若い「やせ女性」はいずれも健康問題に注意が必要
研究者らは、Webベースのアンケート調査で有効回答を得られた18~29歳5,905名を対象として、本調査を実施。ここから調査対象を400名に絞り、ダイエット経験があるグループとないグループに分けて比較解析を行いました。
調査では、参加者の身長や体重(BMI)、自分自身の体型に対する認識や体重に対する意識、ダイエットの経験等のデータが集められました。
さらに、摂食態度、インターネットを通じての健康情報の適切な利用能力、美しさに関するメッセージの受け取り方、性格、自己評価について、5つの標準化された質問票を使用して調査が実施されました。
その結果、適切な運動ができない、または健康的な食習慣が保てない理由は、ダイエットの経験の有無によって異なることが明らかとなったのです。
・ダイエット経験のないグループの特徴
ダイエット経験のない「やせ」女性には、少食で運動不足の傾向があります。糖尿病など、将来の健康リスクが懸念されるのは、このグループです。
彼女たちは健康的な行動が良いことを理解しているものの、それを具体的な行動に移せていないというパターンが見受けられます。
以下はこのタイプに分類される人の特徴を箇条書きにしたものです。糖尿病リスクもあるやせ型なので、当てはまる人は注意が必要かもしれません。
- 平均身長158.64cm/体重43.81kg(BMI 17.38kg/m2)
- 自分が「やせている」という認識があり、体重を増やすことに比較的抵抗がない
- 「体重が減りやすい」との回答が多く、潜在的なやせ体質である可能性が考えられる
- 運動習慣を有する割合は、ダイエット経験のあるグループよりも15~20%程度少ない
- 食事量を増やすこと、比較的抵抗がない。ストレス時は食欲が減少する割合が多い
- 性格的には、新しい経験や習慣を好む傾向があり、健康行動に対する肯定的な認識はこの性質が反映されていると分析されている
・ダイエット経験のあるグループの特徴
ダイエット経験のある女性は、運動や食事の管理といった「やせ行動」を積極的に取る傾向があります。
このグループの女性たちは、将来的な健康問題よりも、真面目で厳格な性格が引き起こす摂食障害のリスクが高くなっています。
以下はこのタイプに分類される人の特徴です。
- 平均身長158.81cm/体重44.09kg(BMI 17.46 kg/m2)
- 「自分を肥満だと感じる」「太りやすい体質」という回答の割合が多く、体重を増やすことに抵抗を感じる割合も多い
- 肥満だと感じる体重は51.83kg(ダイエット経験のないグループの54.31kgより約2.5kg少なく、体重が低くても自分を肥満と考えやすい)
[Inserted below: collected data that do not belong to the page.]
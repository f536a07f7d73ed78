use rand::rngs::StdRng;
use rand::{Rng, SeedableRng};

use sndutils::execution::run_transform;
use sndutils::ingestion::{SndWriter, open_path};
use sndutils::processing::{RankCell, RankOptions, Ranker, rank_values};

fn rank_fixture(path: &str, zero_truncate: bool) -> String {
    let reader = open_path(path).unwrap();
    let mut writer = SndWriter::new(Vec::new());
    let mut ranker = Ranker::new(RankOptions { zero_truncate });
    run_transform(reader, &mut writer, &mut ranker).unwrap();
    String::from_utf8(writer.into_inner().unwrap()).unwrap()
}

fn value(cell: RankCell) -> f64 {
    match cell {
        RankCell::Value(y) => y,
        other => panic!("expected a ranked value, got {other:?}"),
    }
}

#[test]
fn rank_fixture_without_truncation() {
    assert_eq!(
        rank_fixture("tests/fixtures/sample.snd", false),
        "#\tA\tB\tC\tD\n\
         r1\t0.000000\t0.500000\t0.500000\t1.000000\n\
         r2\t0.333333\t0.666667\t0.000000\t1.000000\n\
         r3\t0.500000\t0.500000\t0.500000\t0.500000\n"
    );
}

#[test]
fn rank_fixture_with_zero_truncation() {
    assert_eq!(
        rank_fixture("tests/fixtures/sample.snd", true),
        "#\tA\tB\tC\tD\n\
         r1\t0.000000\t0.500000\t0.500000\t1.000000\n\
         r2\t0\t0.000000\t0\t1.000000\n\
         r3\t0.500000\t0.500000\t0.500000\t0.500000\n"
    );
}

#[test]
fn rank_fails_fast_on_malformed_value() {
    let reader = open_path("tests/fixtures/malformed.snd").unwrap();
    let mut writer = SndWriter::new(Vec::new());
    let err = run_transform(reader, &mut writer, &mut Ranker::default()).unwrap_err();
    let msg = err.to_string();
    assert!(msg.contains("failed to parse value"));
    assert!(msg.contains("line 2 column 2"));
}

#[test]
fn ranks_are_monotonic_in_value() {
    let mut rng = StdRng::seed_from_u64(0x5eed);
    for _ in 0..200 {
        let n = rng.gen_range(2..40);
        // small integer range forces plenty of ties
        let values: Vec<f64> = (0..n).map(|_| rng.gen_range(-5..20) as f64).collect();
        for zero_truncate in [false, true] {
            let ranks = rank_values(&values, zero_truncate);
            for i in 0..n {
                for j in 0..n {
                    let (RankCell::Value(ri), RankCell::Value(rj)) = (ranks[i], ranks[j]) else {
                        continue;
                    };
                    if values[i] < values[j] {
                        assert!(ri < rj, "values={values:?} i={i} j={j}");
                    } else if values[i] == values[j] {
                        assert_eq!(ri, rj);
                    }
                }
            }
        }
    }
}

#[test]
fn zero_truncation_leaves_only_non_positive_values_at_zero() {
    let mut rng = StdRng::seed_from_u64(17);
    for _ in 0..200 {
        let n = rng.gen_range(3..30);
        let values: Vec<f64> = (0..n).map(|_| rng.gen_range(-3..10) as f64).collect();
        let ranks = rank_values(&values, true);
        let population = values.iter().filter(|&&v| v > 0.0).count();
        for (v, r) in values.iter().zip(&ranks) {
            match r {
                RankCell::Truncated => assert!(*v <= 0.0),
                RankCell::Value(_) => assert!(*v > 0.0 && population > 1),
                RankCell::Undefined => assert_eq!(population, 1),
            }
        }
    }
}

#[test]
fn symmetric_population_averages_half() {
    let mut rng = StdRng::seed_from_u64(42);
    for _ in 0..200 {
        let half = rng.gen_range(1..20);
        let center: f64 = rng.gen_range(10.0..100.0);
        let mut values = Vec::new();
        for _ in 0..half {
            let d = rng.gen_range(1..8) as f64;
            values.push(center - d);
            values.push(center + d);
        }
        if rng.gen_bool(0.5) {
            values.push(center);
        }
        let ranks = rank_values(&values, false);
        let mean = ranks.iter().map(|&c| value(c)).sum::<f64>() / ranks.len() as f64;
        assert!((mean - 0.5).abs() < 1e-9, "mean={mean} values={values:?}");
    }
}

#[test]
fn output_preserves_field_count() {
    let text = rank_fixture("tests/fixtures/sample.snd", true);
    let input = std::fs::read_to_string("tests/fixtures/sample.snd").unwrap();
    for (a, b) in input.lines().zip(text.lines()) {
        assert_eq!(a.split('\t').count(), b.split('\t').count());
    }
}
- 運動習慣を有する割合が多い。理由の約71%は「美容や肥満解消のため」であった
- 食事量を増加させることへの抵抗が大きいが、ストレス時は食事量が増える傾向がみられた
- 性格的には、勤勉さが強く見受けられる。メディアからの美容に関する情報の受け取り方や、インターネットでの健康情報の検索能力も高い
また、両グループを比較すると、生まれた時の体重がダイエット経験のあるグループ(3053.74g)よりもダイエット経験のないグループ(2894.66g)の方が軽いこともわかりました。
出生時の体重が、大人になったときダイエットを意識するかどうかに関連しているというのは興味深い発見です。
若い「やせ女性」でも、その背景は一様ではありません。研究チームは、それぞれに適した健康教育の必要性を強調しています。
ダイエット経験のない「やせ」女性には、「少食で運動不足」という状態を改善するよう促す必要があります。
一方、ダイエット経験のある「やせ」女性には、「やせ行動」が行き過ぎないよう、たとえば誤ったボディイメージを持たないように支援することが重要です。
健康問題については、肥満にばかり目を向けがちですが、やせている人にも健康リスクが潜んでいる場合があります。
今回紹介したタイプに自分は当てはまると感じた人は、気持ちや生活に少し改善の意識を向けてみるといいかもしれません。